● Task objective
The records that follow are to be repeated without alteration.

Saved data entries
━━━━━━━━

//! Cognito user pool source: `ListUsers`, one page per `PaginationToken`.

use std::future::Future;
use std::pin::Pin;

use aws_config::SdkConfig;
use aws_sdk_cognitoidentityprovider::error::DisplayErrorContext;
use aws_sdk_cognitoidentityprovider::types::UserType;
use aws_sdk_cognitoidentityprovider::Client;
use tracing::info;

use crate::error::AppError;
use crate::record::{FieldValue, Record};
use crate::source::{PageSource, SourcePage};

/// Lists all users of one user pool.
pub struct CognitoSource {
    client: Client,
    user_pool_id: String,
}

impl CognitoSource {
    pub fn new(shared: &SdkConfig, user_pool_id: String) -> Self {
        Self {
            client: Client::new(shared),
            user_pool_id,
        }
    }
}

/// Merges the fixed identity field with the user's dynamic attribute pairs
/// into one flat record: `Username` first, then each attribute under its own
/// name, in wire order.
fn flatten_user(user: UserType) -> Record {
    let mut record = Record::new();
    record.insert(
        "Username",
        FieldValue::Text(user.username.unwrap_or_default()),
    );

    for attribute in user.attributes.unwrap_or_default() {
        record.insert(
            attribute.name,
            FieldValue::Text(attribute.value.unwrap_or_default()),
        );
    }

    record
}

impl PageSource for CognitoSource {
    type Cursor = String;

    fn fetch_page<'a>(
        &'a self,
        cursor: Option<&'a String>,
    ) -> Pin<Box<dyn Future<Output = Result<SourcePage<String>, AppError>> + Send + 'a>> {
        Box::pin(async move {
            let response = self
                .client
                .list_users()
                .user_pool_id(&self.user_pool_id)
                .set_pagination_token(cursor.cloned())
                .send()
                .await
                .map_err(|e| {
                    AppError::Transport(format!(
                        "Cognito ListUsers failed: {}",
                        DisplayErrorContext(&e)
                    ))
                })?;

            let records: Vec<Record> = response
                .users
                .unwrap_or_default()
                .into_iter()
                .map(flatten_user)
                .collect();

            info!("[COGNITO] Page received: {} users", records.len());

            Ok(SourcePage {
                records,
                next: response.pagination_token,
            })
        })
    }
}
use std::path::PathBuf;

use anyhow::Context;
use clap::Parser;
use tracing_subscriber::EnvFilter;

use aws_migration_exporter::config::MigrationConfig;
use aws_migration_exporter::pipeline::run_migration;

/// Export an AWS data source into a batched CSV dataset.
#[derive(Parser)]
#[command(name = "aws-migration-exporter", version)]
struct Cli {
    /// Path to the migration config JSON file.
    config: PathBuf,

    /// Root directory the project output is created under.
    #[arg(long, default_value = "migrations")]
    output_root: PathBuf,
}

#[tokio::main]
async fn main() -> anyhow::Result<()> {
    tracing_subscriber::fmt()
        .with_env_filter(
            EnvFilter::try_from_default_env().unwrap_or_else(|_| EnvFilter::new("info")),
        )
        .init();

    let cli = Cli::parse();

    let config = MigrationConfig::load(&cli.config)
        .with_context(|| format!("loading config from {}", cli.config.display()))?;

    let report = run_migration(&config, &cli.output_root)
        .await
        .context("migration export failed")?;

    println!("Migration export complete");
    println!("  project dir:   {}", report.project_dir.display());
    println!("  total records: {}", report.total_records);
    println!(
        "  batches:       {}/{} written",
        report.batches_succeeded, report.batches_attempted
    );
    println!("  stats file:    {}", report.stats_csv_path.display());

    Ok(())
}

━━━━━━━━

● Answer space
//! Cognito user pool source: `ListUsers`, one page per `PaginationToken`.

use std::future::Future;
use std::pin::Pin;

use aws_config::SdkConfig;
use aws_sdk_cognitoidentityprovider::error::DisplayErrorContext;
use aws_sdk_cognitoidentityprovider::types::UserType;
use aws_sdk_cognitoidentityprovider::Client;
use tracing::info;

use crate::error::AppError;
use crate::record::{FieldValue, Record};
use crate::source::{PageSource, SourcePage};

/// Lists all users of one user pool.
pub struct CognitoSource {
    client: Client,
    user_pool_id: String,
}

impl CognitoSource {
    pub fn new(shared: &SdkConfig, user_pool_id: String) -> Self {
        Self {
            client: Client::new(shared),
            user_pool_id,
        }
    }
}

/// Merges the fixed identity field with the user's dynamic attribute pairs
/// into one flat record: `Username` first, then each attribute under its own
/// name, in wire order.
fn flatten_user(user: UserType) -> Record {
    let mut record = Record::new();
    record.insert(
        "Username",
        FieldValue::Text(user.username.unwrap_or_default()),
    );

    for attribute in user.attributes.unwrap_or_default() {
        record.insert(
            attribute.name,
            FieldValue::Text(attribute.value.unwrap_or_default()),
        );
    }

    record
}

impl PageSource for CognitoSource {
    type Cursor = String;

    fn fetch_page<'a>(
        &'a self,
        cursor: Option<&'a String>,
    ) -> Pin<Box<dyn Future<Output = Result<SourcePage<String>, AppError>> + Send + 'a>> {
        Box::pin(async move {
            let response = self
                .client
                .list_users()
                .user_pool_id(&self.user_pool_id)
                .set_pagination_token(cursor.cloned())
                .send()
                .await
                .map_err(|e| {
                    AppError::Transport(format!(
                        "Cognito ListUsers failed: {}",
                        DisplayErrorContext(&e)
                    ))
                })?;

            let records: Vec<Record> = response
                .users
                .unwrap_or_default()
                .into_iter()
                .map(flatten_user)
                .collect();

            info!("[COGNITO] Page received: {} users", records.len());

            Ok(SourcePage {
                records,
                next: response.pagination_token,
            })
        })
    }
}
use std::path::PathBuf;

use anyhow::Context;
use clap::Parser;
use tracing_subscriber::EnvFilter;

use aws_migration_exporter::config::MigrationConfig;
use aws_migration_exporter::pipeline::run_migration;

/// Export an AWS data source into a batched CSV dataset.
#[derive(Parser)]
#[command(name = "aws-migration-exporter", version)]
struct Cli {
    /// Path to the migration config JSON file.
    config: PathBuf,

    /// Root directory the project output is created under.
    #[arg(long, default_value = "migrations")]
    output_root: PathBuf,
}

#[tokio::main]
async fn main() -> anyhow::Result<()> {
    tracing_subscriber::fmt()
        .with_env_filter(
            EnvFilter::try_from_default_env().unwrap_or_else(|_| EnvFilter::new("info")),
        )
        .init();

    let cli = Cli::parse();

    let config = MigrationConfig::load(&cli.config)
        .with_context(|| format!("loading config from {}", cli.config.display()))?;

    let report = run_migration(&config, &cli.output_root)
        .await
        .context("migration export failed")?;

    println!("Migration export complete");
    println!("  project dir:   {}", report.project_dir.display());
    println!("  total records: {}", report.total_records);
    println!(
        "  batches:       {}/{} written",
        report.batches_succeeded, report.batches_attempted
    );
    println!("  stats file:    {}", report.stats_csv_path.display());

    Ok(())
}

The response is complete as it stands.